Issue #5306 has been updated by Charlie Savage.

File strace_hangs.log added
File strace_completes.log added
File strace_pure.log added
File pmap.log added

Ok, on the first test, strange results.  Running this command:

strace -f -v ruby -I.:lib:tests tests/test_epoll.rb -n test_datagrams

Hangs the test as expected.  But running this command:

strace -f -v ruby -I.:lib:tests tests/test_epoll.rb -n test_datagrams &> /tmp/strace1.log

Causes the test runs to completion.  And then annoyingly enough that one particular test works after that.  If I reboot the machine, then the test hangs again.

I have attached 2 logs, strace_completes.log and strace_hangs.log.  stace_hangs.log is only the last few hundred lines (rest scrolled off the top), but what I saw matches strace_completes.log to line 2,271.  After that, the two diverge.

The story is different for the second test:

strace -v -v ruby -I.:lib:tests tests/test_pure.rb -n test_connrefused 2>&1 | tee /tmp/strace_pure.log

That log is attached.

As for your other questions:

> Also, can you extract these tests and run with a hand-picked port? 

Sure.  The connection refused one is intentionally picking the first unused port.  It turns out to be 9001.

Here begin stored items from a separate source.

//! Exclusion rules applied during traversal.
//!
//! An [`ExclusionSet`] bundles every rule the walker consults when deciding
//! whether to skip an entry: a fixed list of metadata filenames, the
//! hidden-entry rule, caller-supplied directory names, and the patterns of a
//! `.gitignore` found at the traversal root.

use std::path::Path;

use ignore::gitignore::{Gitignore, GitignoreBuilder};

use crate::error::LinescanError;
use crate::Result;

/// Filenames always excluded from scans: ecosystem metadata and lockfiles.
pub const DEFAULT_EXCLUDED_FILES: &[&str] = &[
    "package.json",
    "package-lock.json",
    "tsconfig.json",
    "Cargo.lock",
    "yarn.lock",
];

/// Directory names excluded from traversal when the caller supplies none.
pub const DEFAULT_EXCLUDED_DIRS: &[&str] = &["node_modules"];

/// The combined rule set deciding which paths the walker skips.
///
/// Immutable once built. An entry is skipped when ANY of the following
/// holds for it:
/// - its basename is in [`DEFAULT_EXCLUDED_FILES`],
/// - its basename starts with `.`,
/// - its root-relative path is ignored by the root `.gitignore`,
/// - its basename is in the excluded directory name list.
#[derive(Debug)]
pub struct ExclusionSet {
    excluded_files: &'static [&'static str],
    excluded_dirs: Vec<String>,
    gitignore: Gitignore,
}

impl ExclusionSet {
    /// Build the exclusion set for `root`.
    ///
    /// Loads `.gitignore` from `root` if present; an absent file means an
    /// empty matcher. Patterns match paths relative to `root`.
    pub fn build(root: &Path, excluded_dirs: &[String]) -> Result<Self> {
        let gitignore_path = root.join(".gitignore");
        let gitignore = if gitignore_path.is_file() {
            let mut builder = GitignoreBuilder::new(root);
            if let Some(source) = builder.add(&gitignore_path) {
                return Err(LinescanError::Gitignore {
                    path: gitignore_path,
                    source,
                });
            }
            builder.build().map_err(|source| LinescanError::Gitignore {
                path: gitignore_path,
                source,
            })?
        } else {
            Gitignore::empty()
        };

        Ok(Self {
            excluded_files: DEFAULT_EXCLUDED_FILES,
            excluded_dirs: excluded_dirs.to_vec(),
            gitignore,
        })
    }

    /// Check whether an entry should be skipped.
    ///
    /// `relative` is the entry's path relative to the traversal root;
    /// `name` is its basename. Directories that match are not descended
    /// into, so their contents never surface.
    pub fn is_excluded(&self, relative: &Path, name: &str, is_dir: bool) -> bool {
        self.excluded_files.contains(&name)
            || name.starts_with('.')
            || self.gitignore.matched(relative, is_dir).is_ignore()
            || self.excluded_dirs.iter().any(|dir| dir == name)
    }
}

> I assume you tried a clean build/install of Ruby to make sure all > objects got rebuilt and reinstalled?

Yes.

$cd /usr/src/ruby
$git pull (on the ruby 193 branch)
$git clean -fx
$autoconf
$./configure --prefix=/usr --enable-shared=true
$make
$make install

> Can you also try running `pmap $PID' on the hung processes to make > sure it's loading the correct libs + versions?

$ps -ef | grep ruby
cfis     16185 15381  4 01:51 pts/1    00:00:00 ruby -I.:lib:tests 

$pmap 16185
(see attached log)

Hope this info helps.
----------------------------------------
Bug #5306: Application Hangs Due to Recent rb_thread_select Changes
http://redmine.ruby-lang.org/issues/5306

Author: Charlie Savage
Status: Open
Priority: High
Assignee: 
Category: core
Target version: 1.9.3
ruby -v: ruby 1.9.3dev (2011-09-09 revision 33236) [x86_64-linux]


This commit:

4e9438bc9153f7a1f4ea0af85c8dbe359e1a55d8

Changed the implementation of rb_thread_select.  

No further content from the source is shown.